Peter Whitfield, South Tynside, UK
July 2002

It all started when I was little more than six years old. My family and I were celebrating the 40th birthday of my Uncle Charlie. He had also just suffered from a stroke and was lucky to be alive. We had traveled a long way and we had reached a place called Arnside. This small town was beside the coast and my Uncle had moved there with his wife a few years ago. As we reached the party of people we received a warm welcome from everyone.

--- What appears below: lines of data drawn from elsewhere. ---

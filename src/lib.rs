//! whisper-notify - push notification handshake server over a topic-based
//! encrypted gossip transport.
//!
//! A client discovers a server, obtains a private client session, turns it
//! into a shareable chat session, and any holder of the chat key can then
//! register a device or trigger a push notification to everyone else in the
//! chat. Nobody learns anyone's network identity; requesters are known only
//! by the fingerprint of the key that signed their request.
//!
//! # Architecture
//!
//! - **Service** - owns the session tables, handles the five handshake phases
//! - **Dispatcher** - one polling task per transport filter, feeding a queue
//! - **Session store** - passphrase-encrypted session files on disk
//! - **Transport** - external gossip node behind a trait
//! - **Notifier** - external push provider behind a trait
//!
//! # Modules
//!
//! - [`topic`] - phase name to topic derivation
//! - [`keys`] - session keys, key hashes and fingerprints
//! - [`crypto`] - keystore-style encryption of keys at rest
//! - [`session`] - session records, device registry and the store
//! - [`service`] - the handshake server
//! - [`config`] - configuration loading/saving

pub mod config;
pub mod constants;
pub mod crypto;
pub mod identity;
pub mod keys;
pub mod notifier;
pub mod service;
pub mod session;
pub mod topic;
pub mod transport;

// Re-export commonly used types
pub use config::Config;
pub use identity::ServerIdentity;
pub use keys::{Hash, SessionKey};
pub use notifier::{NotificationProvider, Notifier, NotifyError};
pub use service::{NotificationService, Phase, ServiceError, SessionPersistence};
pub use session::{ChatSession, ClientSession, DeviceRegistry, Session, SessionKind, SessionStore};
pub use transport::{MemoryTransport, Transport};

My parents had soon indulged in a boring conversation so I decided to go outside but before I went a man offered me a balloon. I accepted gratefully and proceeded to go outside. Soon I was out and beside the dangerous gurgling waters of the bay. By my side was a large sign. It read:

Danger: Quick changing tides Quicksand Strong currents

of course as I was only six years old, I did not realise what any of this meant. I was curious and wanted to find out what quicksand was.

As I tried to climb over the railings that separated me from the dark water beneath me I felt a strange force holding me back and a voice whispering in my ear : "The sands are cold. Do not choose the same fate that has befallen me. Go back!" The force that was holding me back suddenly grew stronger and I was forced back on to the grass. As I did this I dropped my balloon. It floated a little way up into the air and then hovered over a memorial bench nearby. Then I ran.

Five years later when I came back to the same spot, I saw the plaque on the memorial bench. It read :

Samuel Baul
1903 - 1915
This delicate boy suffocated in the Arnside quicksand.

As I walked away to return to my caravan I heard a faint voice call for me from in the distance : "Thank you for remembering."